The rocky edifices of my world are beautiful precisely because they are broken. Their very appearance above ground is the consequence of various geologic cataclysms, a shifting of tectonic plates, a volcanic eruption, or a glacial assault upon the earth. The great rocks themselves are marked by fissures, caves, and niches formed by wind, water erosion, and the insistent wearing of time. These rocks are marked by ages. Their beauty resides in the paradox of strength and brokenness. How can such solidity be fractured? Are the wind and water mightier than the rock? Was the seemingly impregnable stone fortress flawed, concealing secret faults, weaknesses waiting to be exploited? Or is the stone rather personalized by an inner consent to be broken, a submission to sacrifice for some more tender, even more human, inclination? The fissures, caves, and niches not only transform a flat surface of uniform disinterest into a complex portrait of aesthetic wonder, they offer shelter from sun, wind, and rain. Ironically, they shield the more vulnerable living creatures of the desert from the very same forces that break the rocks so that they may afford the shelter.

That the Rock of Ages should be cleft is astounding. If the Rock is cleft by a force superior to itself, that would be the end of faith. It would mean the power of chaos triumphs over order, the power of nothingness (Karl Barth called it, das Nachtige) triumphs over Being. But suppose the Rock of Ages is not cleft against its will. Perhaps it is not subjected to such breakage by weakness but by the vulnerability of its own love. Hesed. “His mercy endures forever.” Suppose the Rock of Ages is not cleft by meaninglessness and chaos, but rather is cleft for a purpose the Rock deems worthy of such a sacrifice. The Rock consents to be broken. What purpose could justify the breaking of God?

“Rock of ages cleft for me.” If the foundation of reality is only strength, then where is the place for my weakness? Where can I hide on the stony surface of such a reality? I need the strength of the Rock to save me with its power, but I also need the vulnerability of the cleft which is its caring, the costly caring, in which I take refuge. Neither power nor vulnerability standing alone will offer refuge. Love and power must be conjoined in the God of my salvation – the God who is both rock and person, the rock with the power to shield, but with a cleft which is his “wounded side.”

God is infinitely more than human. Heaven and earth cannot contain the Lord. He cannot be confined in a temple, labeled with a name, or defined by an image. God is more vast that the universe itself. Yet, God’s greatness rests not in vastness but rather in God’s willingness to become human, to take on flesh, to subject himself to the frailty of mortal life so that we might not be alone.

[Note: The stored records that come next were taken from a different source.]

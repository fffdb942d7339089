//! The view pipeline shared by both datasets:
//! filter → region merge → rank → trend.

use crate::auth::AuthContext;
use crate::boundary::{BoundaryCache, BoundaryProvider, GeoJsonFileProvider};
use crate::config::DashboardConfig;
use crate::error::{DashboardError, Result};
use crate::filter::{filter_by_label, unit_for};
use crate::loader::{DatasetCache, DatasetSnapshot};
use crate::ranking::{rank_top_n, Palette};
use crate::time::{TimePoint, TimeRange};
use crate::trend::assemble_trend;
use crate::types::{DatasetId, RankedEntitySet, TrendSeries};
use crate::util::{axis_unit_label, resolve_display_label};
use serde::Serialize;
use std::rc::Rc;

#[derive(Debug, Clone)]
pub struct ViewRequest {
    pub dataset: DatasetId,
    pub chapter: Option<String>,
    /// Indicator display label (`name --- number`) or a bare name.
    pub indicator_label: String,
    pub panel: TimePoint,
    pub range: TimeRange,
}

#[derive(Debug, Clone, Serialize)]
pub struct DashboardView {
    pub dataset: DatasetId,
    pub indicator_label: String,
    pub indicator_name: String,
    pub unit: Option<String>,
    pub axis_label: String,
    /// Parent region that absorbed its subordinate's values, when a merge
    /// rule ran for this indicator.
    pub merged_region: Option<String>,
    pub range: TimeRange,
    pub ranked: RankedEntitySet,
    pub trend: TrendSeries,
}

impl DashboardView {
    pub fn has_data(&self) -> bool {
        !self.ranked.is_empty()
    }
}

pub struct Dashboard {
    config: DashboardConfig,
    palette: Palette,
    datasets: DatasetCache,
    boundaries: BoundaryCache,
}

impl Dashboard {
    pub fn new(config: DashboardConfig) -> Self {
        let provider = config
            .boundary_path
            .clone()
            .map(|p| Box::new(GeoJsonFileProvider::new(p)) as Box<dyn BoundaryProvider>);
        Self::with_boundary_provider(config, provider)
    }

    pub fn with_boundary_provider(
        config: DashboardConfig,
        provider: Option<Box<dyn BoundaryProvider>>,
    ) -> Self {
        Dashboard {
            palette: Palette::new(config.palette.clone()),
            config,
            datasets: DatasetCache::new(),
            boundaries: BoundaryCache::new(provider),
        }
    }

    pub fn config(&self) -> &DashboardConfig {
        &self.config
    }

    pub fn palette(&self) -> &Palette {
        &self.palette
    }

    pub fn boundaries(&self) -> &BoundaryCache {
        &self.boundaries
    }

    /// Cached snapshot of a dataset; empty when it could not be loaded.
    pub fn dataset(&mut self, id: DatasetId) -> Rc<DatasetSnapshot> {
        let path = self.config.dataset_path(id);
        self.datasets.get_or_load(id, &path)
    }

    /// Build both views for one selection. Nothing is carried over from
    /// earlier calls apart from the cached dataset snapshot.
    pub fn view(&mut self, auth: &AuthContext, req: &ViewRequest) -> Result<DashboardView> {
        auth.require()?;
        let snapshot = self.dataset(req.dataset);
        if snapshot.is_empty() {
            return Err(DashboardError::NoData(req.dataset.to_string()));
        }
        Ok(build_view(&snapshot, &self.config, &self.palette, req))
    }
}

/// Pure part of [`Dashboard::view`].
pub fn build_view(
    snapshot: &DatasetSnapshot,
    config: &DashboardConfig,
    palette: &Palette,
    req: &ViewRequest,
) -> DashboardView {
    let profile = config.profile(req.dataset);
    let rows = filter_by_label(&snapshot.observations, &req.indicator_label, req.chapter.as_deref());
    let unit = unit_for(&rows);

    let (rows, merged_region) = match &profile.region_merge {
        Some(rule) if rule.applies_to(unit.as_deref()) => {
            (rule.apply(rows, unit.as_deref()), Some(rule.parent.clone()))
        }
        _ => (rows, None),
    };

    let ranked = rank_top_n(&rows, req.panel, profile.rank_depth, palette);
    let trend = assemble_trend(&rows, &ranked, &req.range);
    tracing::debug!(
        dataset = %req.dataset,
        indicator = %req.indicator_label,
        panel = %req.panel,
        ranked = ranked.len(),
        series = trend.series.len(),
        "Built dashboard view"
    );

    DashboardView {
        dataset: req.dataset,
        indicator_label: req.indicator_label.clone(),
        indicator_name: resolve_display_label(&req.indicator_label).to_string(),
        axis_label: axis_unit_label(unit.as_deref()),
        unit,
        merged_region,
        range: req.range,
        ranked,
        trend,
    }
}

The greatness of God’s compassion exceeds the greatness of God’s might. God opens in vulnerable mercy to enfold us. “Let me hide myself in thee.”

It is my very self I need to hide. It is my very self because that is what is threatened by the world, which is often indifferent, often even hostile to my presence here. It is not just my assets or my reputation. It is my very self that is at risk of being crushed or distorted by demands, manipulations, and judgments, crushed or distorted by fate, ill health, personal calamity. The person God made me to be is in danger of destruction or distortion by a world that wants me to be either entirely different or entirely absent. If I am not sufficient in myself to deliver myself, then where can I turn but to God? And so I do. I recite the words of Isaiah,

Surely it is God who saves me,
I will trust in him and not be afraid
for he is my stronghold and my sure defense
and he will be my savior.
Isaiah 12: 2

Or I center myself with a one word prayer, murmuring the name of God alone, resting in God and trusting that God holds my life in his hand. I would rather hold my life in my own hand, but my hand is too small. It is not strong enough.

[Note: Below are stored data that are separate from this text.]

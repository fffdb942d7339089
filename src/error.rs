//! Error types for the dashboard core.

use thiserror::Error;

/// Result type alias for dashboard operations
pub type Result<T> = std::result::Result<T, DashboardError>;

#[derive(Error, Debug)]
pub enum DashboardError {
    #[error("IO error: {0}")]
    Io(#[from] std::io::Error),

    #[error("CSV error: {0}")]
    Csv(#[from] csv::Error),

    #[error("JSON error: {0}")]
    Json(#[from] serde_json::Error),

    #[error("Configuration error: {0}")]
    Config(String),

    #[error("Dataset file not found: {0}")]
    DatasetNotFound(String),

    #[error("Unknown dataset: {0}")]
    UnknownDataset(String),

    #[error("No data available for dataset '{0}'")]
    NoData(String),

    #[error("Session is not authenticated")]
    NotAuthenticated,

    #[error("Incorrect password")]
    IncorrectPassword,

    #[error("No password configured")]
    PasswordNotConfigured,

    #[error("Boundary data unavailable: {0}")]
    Boundary(String),

    #[error("Invalid time point: {year}-Q{quarter}")]
    InvalidTimePoint { year: i32, quarter: i64 },
}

There is a poignant solace in taking refuge in the cleft of the rock. God affords me refuge and that is good. But for the cleft to be ther for me, God has must be broken. A rift in God must occur in order to afford me that refuge. I did not break God. Even my sin is not so powerful as that. God is broken open by God’s own love. The Buddhist teacher, Chogyam Trungpa, used to speak of the heart being “broken open.” Just so, God is broken open by God’s own love to afford me refuge and that makes the place of refuge a place where I know I am loved, where I am valued enough to endure the fracture of mortality. That’s is what God shows me in Jesus on the cross – a God willing to walk into death with me, a God willing to descend into hell to bring me back from it.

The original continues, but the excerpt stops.